A/N: Thanks to the gals on the Eric/Sookieverse thread for their help with my flower inquiries. I don't think I have ever mentioned them in an authors note. You girls all rock! As do my wiki sisters, of course!

As always, thanks to my BETA queen FDM. If she doesn't know how much I love her by now, well…I'm sure she does! And after that hot ass update from the Professor for my birthday on Monday, she's certainly solidified her love for me! Than meant a lot!

I thought I would have no problem sleeping that night. I was dead tired, and more than ready for sleep to take me away when I finally pulled the covers over my body. But sleep didn't come fast enough. I lay in bed for what must have been an hour or more, with thoughts of Bill penetrating my mind. It wasn't just the fact that we had broken up again, but his inauspicious words, that wouldn't let my brain shut down. I wasn't sure why, but I had a feeling of foreboding in the pit of my stomach, that said something bad was going to happen in New York.
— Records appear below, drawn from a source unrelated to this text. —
use uuid::Uuid;

use crate::api::central::PeripheralId;
use crate::api::characteristic::{Characteristic, MutableCharacteristic};
use crate::{Error, Result};

/// Snapshot of a service discovered on a remote peripheral.
#[derive(Clone, Debug, Eq, PartialEq)]
pub struct Service {
    peripheral: PeripheralId,
    uuid: Uuid,
    primary: bool,
    characteristics: Option<Vec<Characteristic>>,
}

impl Service {
    pub fn new(peripheral: PeripheralId, uuid: Uuid, primary: bool) -> Self {
        Service {
            peripheral,
            uuid,
            primary,
            characteristics: None,
        }
    }

    pub fn uuid(&self) -> Uuid {
        self.uuid
    }

    pub fn peripheral_id(&self) -> &PeripheralId {
        &self.peripheral
    }

    pub fn is_primary(&self) -> bool {
        self.primary
    }

    /// `None` until a characteristic discovery on this service completed.
    pub fn characteristics(&self) -> Option<&[Characteristic]> {
        self.characteristics.as_deref()
    }

    pub fn characteristic(&self, uuid: Uuid) -> Option<&Characteristic> {
        self.characteristics
            .as_ref()?
            .iter()
            .find(|characteristic| characteristic.uuid() == uuid)
    }

    pub(crate) fn characteristic_mut(&mut self, uuid: Uuid) -> Option<&mut Characteristic> {
        self.characteristics
            .as_mut()?
            .iter_mut()
            .find(|characteristic| characteristic.uuid() == uuid)
    }

    pub(crate) fn set_characteristics(&mut self, characteristics: Vec<Characteristic>) {
        self.characteristics = Some(characteristics);
    }
}

/// A service authored locally. Characteristics are attached before the
/// service is handed to `PeripheralManager::add_service`, which takes it by
/// value: a published service can no longer be changed.
#[derive(Clone, Debug, Eq, PartialEq)]
pub struct MutableService {
    uuid: Uuid,
    primary: bool,
    characteristics: Option<Vec<MutableCharacteristic>>,
}

impl MutableService {
    pub fn new(uuid: Uuid, primary: bool) -> Self {
        MutableService {
            uuid,
            primary,
            characteristics: None,
        }
    }

    pub fn with_characteristics(mut self, characteristics: Vec<MutableCharacteristic>) -> Self {
        self.set_characteristics(Some(characteristics));
        self
    }

    /// Attaching a characteristic records this service as its owner.
    pub fn set_characteristics(&mut self, characteristics: Option<Vec<MutableCharacteristic>>) {
        self.characteristics = characteristics.map(|mut characteristics| {
            for characteristic in &mut characteristics {
                characteristic.set_service(self.uuid);
            }
            characteristics
        });
    }

    pub fn uuid(&self) -> Uuid {
        self.uuid
    }

    pub fn is_primary(&self) -> bool {
        self.primary
    }

    pub fn characteristics(&self) -> Option<&[MutableCharacteristic]> {
        self.characteristics.as_deref()
    }

    pub fn characteristic(&self, uuid: Uuid) -> Option<&MutableCharacteristic> {
        self.characteristics
            .as_ref()?
            .iter()
            .find(|characteristic| characteristic.uuid() == uuid)
    }
}

/// The published service an update of `characteristic` addresses.
///
/// A characteristic attached to a service names its owner. A bare one is
/// resolved by UUID and must match exactly one published service.
pub(crate) fn owning_service<'a>(
    services: &'a [MutableService],
    characteristic: &MutableCharacteristic,
) -> Result<&'a MutableService> {
    let uuid = characteristic.uuid();
    let mut candidates = services.iter().filter(|service| {
        characteristic
            .service_uuid()
            .is_none_or(|owner| owner == service.uuid())
            && service.characteristic(uuid).is_some()
    });
    match (candidates.next(), candidates.next()) {
        (Some(service), None) => Ok(service),
        (Some(_), Some(_)) => Err(Error::unknown(format!(
            "characteristic {uuid} shared by several services"
        ))),
        (None, _) => Err(Error::unknown(format!("characteristic {uuid}"))),
    }
}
By the time I fell asleep, my brain was too riddled with dark thoughts to allow for pleasant dreams.

The first dream came by way of fire. Not the pit of hell fire that some bad dreams are made of, but by way of a burning building. I was back in Jasper's warehouse in Last Chance, only this time; it wasn't Jasper who held me captive. I can't explain how I knew that, but I knew it. Squinting, to keep as much smoke out of my eyes as possible, I saw a vaguely familiar figure lying on the ground at my feet. I couldn't tell through the smoke, but I was sure it was Bill. He wasn't moving. As I tried to reach my hand out to help him, that part of the dream ended.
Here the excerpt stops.